Posted: June 24, 2013
Thanks to highly mechanized planting and harvesting, plus the advantage of a crop that can be stored for long periods of time, corn growers are largely able to function without the use of a migrant work force. But, even those row crop farmers who don’t directly employ migrant laborers have a reason to care about comprehensive immigration reform.
The dairy industry is very dependent on a stable work force - year round, not just seasonal - and Dairy Farmers of America Board Chairman Randy Mooney made some pretty compelling points during a USDA forum on comprehensive immigration reform held Friday in Kansas City.

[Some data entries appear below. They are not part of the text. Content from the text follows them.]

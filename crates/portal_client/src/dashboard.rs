use std::{sync::Arc, time::Duration};

use shared::domain::{DashboardSnapshot, DisplayedStats, ProportionChart};
use tokio::{
    sync::Mutex,
    task::JoinHandle,
    time::MissedTickBehavior,
};
use tracing::{debug, error, info, warn};

use crate::{
    error::ClientError,
    events::{EventBus, Subscription},
    inflight::InFlight,
    transport::PortalTransport,
};

pub const DEFAULT_POLL_INTERVAL: Duration = Duration::from_secs(10);

/// Everything a dashboard view renders for one snapshot.
#[derive(Debug, Clone, PartialEq)]
pub struct DashboardView {
    pub snapshot: DashboardSnapshot,
    pub stats: DisplayedStats,
    pub chart: ProportionChart,
}

impl From<DashboardSnapshot> for DashboardView {
    fn from(snapshot: DashboardSnapshot) -> Self {
        Self {
            stats: snapshot.display(),
            chart: snapshot.chart(),
            snapshot,
        }
    }
}

#[derive(Debug, Clone, PartialEq)]
pub enum DashboardState {
    Loading,
    Content(DashboardView),
    /// The first load failed. Stays here until [`PollingDashboardClient::reload`].
    Error { message: String },
}

#[derive(Debug, Clone, PartialEq)]
pub enum DashboardEvent {
    Updated(DashboardView),
    LoadFailed { message: String },
    Reloading,
}

#[derive(Debug, Clone, Copy, PartialEq, Eq)]
pub enum PollOutcome {
    Updated,
    /// Another poll was still outstanding.
    SkippedInFlight,
    /// The first load failed earlier; waiting for a manual reload.
    SkippedErrored,
    /// The server reported it could not compute statistics; nothing changed.
    Unchanged,
    /// The request failed after content was shown; the last snapshot stays.
    Retained,
    /// The first load failed.
    LoadFailed,
}

pub struct PollingDashboardClient {
    transport: Arc<dyn PortalTransport>,
    state: Mutex<DashboardState>,
    polling: InFlight,
    events: EventBus<DashboardEvent>,
}

impl PollingDashboardClient {
    pub fn new(transport: Arc<dyn PortalTransport>) -> Arc<Self> {
        Arc::new(Self {
            transport,
            state: Mutex::new(DashboardState::Loading),
            polling: InFlight::default(),
            events: EventBus::default(),
        })
    }

    pub fn subscribe(&self) -> Subscription<DashboardEvent> {
        self.events.subscribe()
    }

    pub async fn state(&self) -> DashboardState {
        self.state.lock().await.clone()
    }

    pub fn is_polling(&self) -> bool {
        self.polling.is_busy()
    }

    /// Fetches the analytics endpoint once. Never overlaps another poll.
    pub async fn poll(&self) -> PollOutcome {
        let Some(_guard) = self.polling.try_begin() else {
            debug!("analytics poll skipped; previous poll still outstanding");
            return PollOutcome::SkippedInFlight;
        };

        if matches!(*self.state.lock().await, DashboardState::Error { .. }) {
            return PollOutcome::SkippedErrored;
        }

        let fetched = match self.transport.fetch_analytics().await {
            Ok(response) => response.into_result().map_err(ClientError::from),
            Err(err) => Err(err),
        };

        let mut state = self.state.lock().await;
        match fetched {
            Ok(snapshot) => {
                let view = DashboardView::from(snapshot);
                if matches!(*state, DashboardState::Loading) {
                    info!(total = snapshot.total_count, "analytics loaded");
                }
                *state = DashboardState::Content(view.clone());
                self.events.publish(DashboardEvent::Updated(view));
                PollOutcome::Updated
            }
            Err(ClientError::ServerReported(exception)) => {
                warn!(error = %exception.message, "analytics endpoint reported an error");
                PollOutcome::Unchanged
            }
            Err(err) if matches!(*state, DashboardState::Loading) => {
                error!(error = %err, "failed to load analytics");
                let message = err.to_string();
                *state = DashboardState::Error {
                    message: message.clone(),
                };
                self.events.publish(DashboardEvent::LoadFailed { message });
                PollOutcome::LoadFailed
            }
            Err(err) => {
                warn!(error = %err, "analytics refresh failed; keeping last snapshot");
                PollOutcome::Retained
            }
        }
    }

    /// Leaves the error state and tries the first load again.
    pub async fn reload(&self) -> PollOutcome {
        {
            let mut state = self.state.lock().await;
            if matches!(*state, DashboardState::Error { .. }) {
                *state = DashboardState::Loading;
                self.events.publish(DashboardEvent::Reloading);
            }
        }
        self.poll().await
    }

    /// Polls now and then every `interval` until the handle is dropped.
    pub fn start(self: &Arc<Self>, interval: Duration) -> Result<PollerHandle, ClientError> {
        if interval.is_zero() {
            return Err(ClientError::Config(
                "poll interval must be greater than zero".to_string(),
            ));
        }

        let client = Arc::clone(self);
        let task = tokio::spawn(async move {
            let mut ticker = tokio::time::interval(interval);
            ticker.set_missed_tick_behavior(MissedTickBehavior::Skip);
            loop {
                ticker.tick().await;
                let outcome = client.poll().await;
                debug!(?outcome, "analytics poll finished");
            }
        });
        Ok(PollerHandle { task: Some(task) })
    }
}

/// Owns the polling task. Dropping it stops polling.
pub struct PollerHandle {
    task: Option<JoinHandle<()>>,
}

impl PollerHandle {
    pub fn is_running(&self) -> bool {
        self.task.as_ref().is_some_and(|task| !task.is_finished())
    }

    /// Stops polling and waits for the task to wind down.
    pub async fn shutdown(mut self) {
        if let Some(task) = self.task.take() {
            task.abort();
            let _ = task.await;
        }
    }
}

impl Drop for PollerHandle {
    fn drop(&mut self) {
        if let Some(task) = &self.task {
            task.abort();
        }
    }
}

#[cfg(test)]
#[path = "tests/dashboard_tests.rs"]
mod tests;
use std::{
    collections::{BTreeMap, HashMap},
    sync::Arc,
};

use chrono::{Local, NaiveDate};
use shared::{domain::StepNumber, error::FieldErrors, protocol::StepSubmission};
use tokio::sync::Mutex;
use tracing::{debug, info, warn};
use url::Url;

use crate::{
    error::ClientError,
    events::{EventBus, Subscription},
    form::WizardForm,
    inflight::InFlight,
    transport::PortalTransport,
};

/// Position in the wizard. `1 <= current_step <= total_steps` always holds.
#[derive(Debug, Clone, Copy, PartialEq, Eq)]
pub struct WizardState {
    current_step: u32,
    total_steps: u32,
}

impl WizardState {
    pub fn new(total_steps: u32) -> Result<Self, ClientError> {
        if total_steps == 0 {
            return Err(ClientError::Config(
                "a wizard needs at least one step".to_string(),
            ));
        }
        Ok(Self {
            current_step: 1,
            total_steps,
        })
    }

    pub fn current_step(&self) -> StepNumber {
        StepNumber(self.current_step)
    }

    pub fn total_steps(&self) -> u32 {
        self.total_steps
    }

    pub fn is_final_step(&self) -> bool {
        self.current_step == self.total_steps
    }

    pub fn progress(&self) -> Progress {
        Progress::new(self.current_step, self.total_steps)
    }

    fn step_forward(&mut self) -> bool {
        if self.current_step < self.total_steps {
            self.current_step += 1;
            true
        } else {
            false
        }
    }

    fn step_back(&mut self) -> bool {
        if self.current_step > 1 {
            self.current_step -= 1;
            true
        } else {
            false
        }
    }
}

#[derive(Debug, Clone, Copy, PartialEq, Eq)]
pub struct Progress {
    pub step: StepNumber,
    pub total_steps: u32,
    /// `round(step / total_steps * 100)`, halves rounded up.
    pub percent: u8,
}

impl Progress {
    fn new(step: u32, total_steps: u32) -> Self {
        let step64 = u64::from(step);
        let total64 = u64::from(total_steps.max(1));
        let percent = (step64 * 200 + total64) / (2 * total64);
        Self {
            step: StepNumber(step),
            total_steps,
            percent: u8::try_from(percent.min(100)).unwrap_or(100),
        }
    }
}

#[derive(Debug, Clone, PartialEq)]
pub enum WizardEvent {
    SaveStarted {
        step: StepNumber,
    },
    /// `hidden` is no longer displayed, `shown` is.
    StepChanged {
        hidden: StepNumber,
        shown: StepNumber,
        progress: Progress,
    },
    ValidationFailed {
        step: StepNumber,
        errors: FieldErrors,
    },
    /// The save was not accepted; the user should fix the step and retry.
    SaveFailed {
        step: StepNumber,
        message: String,
        field_errors: FieldErrors,
    },
    Completed {
        redirect: Url,
    },
}

#[derive(Debug, Clone, PartialEq, Eq)]
pub enum AdvanceOutcome {
    Advanced(Progress),
    Completed { redirect: Url },
}

struct WizardInner {
    state: WizardState,
    values: HashMap<StepNumber, BTreeMap<String, String>>,
    completed: bool,
}

/// Drives a multi-step form, saving each step on the server before the next
/// one is revealed.
pub struct StepWizardClient {
    transport: Arc<dyn PortalTransport>,
    form: WizardForm,
    completion_redirect: Url,
    inner: Mutex<WizardInner>,
    saving: InFlight,
    events: EventBus<WizardEvent>,
}

impl StepWizardClient {
    pub fn new(
        transport: Arc<dyn PortalTransport>,
        form: WizardForm,
        completion_redirect: Url,
    ) -> Result<Arc<Self>, ClientError> {
        let state = WizardState::new(form.total_steps())?;
        Ok(Arc::new(Self {
            transport,
            form,
            completion_redirect,
            inner: Mutex::new(WizardInner {
                state,
                values: HashMap::new(),
                completed: false,
            }),
            saving: InFlight::default(),
            events: EventBus::default(),
        }))
    }

    pub fn subscribe(&self) -> Subscription<WizardEvent> {
        self.events.subscribe()
    }

    pub async fn state(&self) -> WizardState {
        self.inner.lock().await.state
    }

    pub async fn progress(&self) -> Progress {
        self.inner.lock().await.state.progress()
    }

    pub async fn is_completed(&self) -> bool {
        self.inner.lock().await.completed
    }

    pub fn is_saving(&self) -> bool {
        self.saving.is_busy()
    }

    /// Sets a field on the step currently displayed.
    pub async fn set_field(
        &self,
        name: impl Into<String>,
        value: impl Into<String>,
    ) -> Result<(), ClientError> {
        let mut inner = self.inner.lock().await;
        let step = inner.state.current_step();
        self.store_value(&mut inner, step, name.into(), value.into())
    }

    pub async fn set_step_field(
        &self,
        step: StepNumber,
        name: impl Into<String>,
        value: impl Into<String>,
    ) -> Result<(), ClientError> {
        let mut inner = self.inner.lock().await;
        self.store_value(&mut inner, step, name.into(), value.into())
    }

    fn store_value(
        &self,
        inner: &mut WizardInner,
        step: StepNumber,
        name: String,
        value: String,
    ) -> Result<(), ClientError> {
        let known = self
            .form
            .step(step.0)
            .is_some_and(|definition| definition.field(&name).is_some());
        if !known {
            return Err(ClientError::UnknownField { step, field: name });
        }
        inner.values.entry(step).or_default().insert(name, value);
        Ok(())
    }

    /// Saves the current step and moves to the next one. On the final step
    /// this is [`finish`](Self::finish).
    pub async fn advance(&self) -> Result<AdvanceOutcome, ClientError> {
        self.save_current_step(false).await
    }

    /// Saves the final step and hands navigation to the completion redirect.
    pub async fn finish(&self) -> Result<AdvanceOutcome, ClientError> {
        self.save_current_step(true).await
    }

    /// Goes back one step without contacting the server. At step 1 nothing
    /// changes and the current progress is returned.
    pub async fn retreat(&self) -> Result<Progress, ClientError> {
        if self.saving.is_busy() {
            return Err(ClientError::SaveInFlight);
        }
        let mut inner = self.inner.lock().await;
        if inner.completed {
            return Err(ClientError::AlreadyCompleted);
        }

        let hidden = inner.state.current_step();
        if inner.state.step_back() {
            let progress = inner.state.progress();
            debug!(from = hidden.0, to = progress.step.0, "wizard moved back");
            self.events.publish(WizardEvent::StepChanged {
                hidden,
                shown: progress.step,
                progress,
            });
        }
        Ok(inner.state.progress())
    }

    async fn save_current_step(&self, require_final: bool) -> Result<AdvanceOutcome, ClientError> {
        let _guard = self.saving.try_begin().ok_or(ClientError::SaveInFlight)?;

        let submission = {
            let inner = self.inner.lock().await;
            if inner.completed {
                return Err(ClientError::AlreadyCompleted);
            }
            if require_final && !inner.state.is_final_step() {
                return Err(ClientError::NotFinalStep {
                    current: inner.state.current_step(),
                    total: inner.state.total_steps(),
                });
            }
            self.collect_submission(&inner, today())?
        };
        let step = submission.step;

        self.events.publish(WizardEvent::SaveStarted { step });
        info!(step = step.0, fields = submission.fields.len(), "saving wizard step");

        let saved = match self.transport.save_step(&submission).await {
            Ok(response) => response.into_result().map_err(ClientError::from),
            Err(err) => Err(err),
        };
        if let Err(err) = saved {
            warn!(step = step.0, error = %err, "wizard step save failed");
            let (message, field_errors) = match &err {
                ClientError::ServerReported(exception) => {
                    (exception.message.clone(), exception.field_errors.clone())
                }
                other => (other.to_string(), FieldErrors::new()),
            };
            self.events.publish(WizardEvent::SaveFailed {
                step,
                message,
                field_errors,
            });
            return Err(err);
        }

        let mut inner = self.inner.lock().await;
        if inner.state.is_final_step() {
            inner.completed = true;
            let redirect = self.completion_redirect.clone();
            info!(%redirect, "wizard completed");
            self.events.publish(WizardEvent::Completed {
                redirect: redirect.clone(),
            });
            return Ok(AdvanceOutcome::Completed { redirect });
        }

        inner.state.step_forward();
        let progress = inner.state.progress();
        debug!(step = progress.step.0, percent = progress.percent, "wizard advanced");
        self.events.publish(WizardEvent::StepChanged {
            hidden: step,
            shown: progress.step,
            progress,
        });
        Ok(AdvanceOutcome::Advanced(progress))
    }

    fn collect_submission(
        &self,
        inner: &WizardInner,
        today: NaiveDate,
    ) -> Result<StepSubmission, ClientError> {
        let step = inner.state.current_step();
        let definition = self.form.step(step.0).ok_or_else(|| {
            ClientError::Config(format!("no definition for step {step}"))
        })?;
        let values = inner.values.get(&step);
        let value_of = |name: &str| {
            values
                .and_then(|values| values.get(name))
                .map(String::as_str)
        };

        if let Err(errors) = definition.validate(value_of, today) {
            debug!(step = step.0, invalid = errors.len(), "wizard step failed validation");
            self.events.publish(WizardEvent::ValidationFailed {
                step,
                errors: errors.clone(),
            });
            return Err(ClientError::InvalidFields { step, errors });
        }

        let fields = definition
            .fields
            .iter()
            .map(|field| {
                let value = value_of(&field.name).unwrap_or_default().trim().to_string();
                (field.name.clone(), value)
            })
            .collect();
        Ok(StepSubmission { step, fields })
    }
}

fn today() -> NaiveDate {
    Local::now().date_naive()
}

#[cfg(test)]
#[path = "tests/wizard_tests.rs"]
mod tests;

“We know from experience that too few domestic workers want these jobs and the issue is bigger than dairy,” said Mooney. Highly perishable specialty crop producers obviously need these workers, but Mooney says corn, bean and wheat farmers do as well, to meet the needs of the farms that buy their products. “For example, the U.S. dairy herd consumes more than 133 billion pounds of feed in the form of corn, corn silage, soybean meal and alfalfa each year,” he noted.
“Because of America’s farmers, we enjoy abundant, safe and affordable food in this country,” Mooney said. “In order to ensure that continues, we need Congress to pass comprehensive immigration reform,” Mooney added. See Mooney’s remarks at the event in the YouTube video below.
Agriculture Secretary Tom Vilsack was the keynote speaker at the Kansas City event. “We are blessed by the most productive, most innovative and most hard-working farmers and ranchers,” Vilsack said. “American agriculture is the greatest in the world, but we risk that if we don’t have certainty in our farm policy and we don’t have comprehensive immigration reform.”
The comprehensive immigration bill being considered by the Senate - with a final vote expected possibly this week - includes provisions for agriculture including a new “Blue Card” program for current experienced farm workers and a new agricultural visa program to meet future labor needs. The provisions in the bill were the result of an agreement reached between farm worker groups and agricultural organizations.